Segment Open

use bugzot_application::{
    AttachmentService, AuditService, BugService, CommentService, IdentityService, ProductService,
    UserService,
};
use sqlx::PgPool;

/// Shared application state.
#[derive(Clone)]
pub struct AppState {
    pub identity_service: IdentityService,
    pub user_service: UserService,
    pub product_service: ProductService,
    pub bug_service: BugService,
    pub comment_service: CommentService,
    pub attachment_service: AttachmentService,
    pub audit_service: AuditService,
    pub postgres_pool: Option<PgPool>,
    pub redis_client: Option<redis::Client>,
}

Segment Closed

• **EXERCISE**
Set down every entry again, exactly as written.

• **TASK RESPONSE**
use bugzot_application::{
    AttachmentService, AuditService, BugService, CommentService, IdentityService, ProductService,
    UserService,
};
use sqlx::PgPool;

/// Shared application state.
#[derive(Clone)]
pub struct AppState {
    pub identity_service: IdentityService,
    pub user_service: UserService,
    pub product_service: ProductService,
    pub bug_service: BugService,
    pub comment_service: CommentService,
    pub attachment_service: AttachmentService,
    pub audit_service: AuditService,
    pub postgres_pool: Option<PgPool>,
    pub redis_client: Option<redis::Client>,
}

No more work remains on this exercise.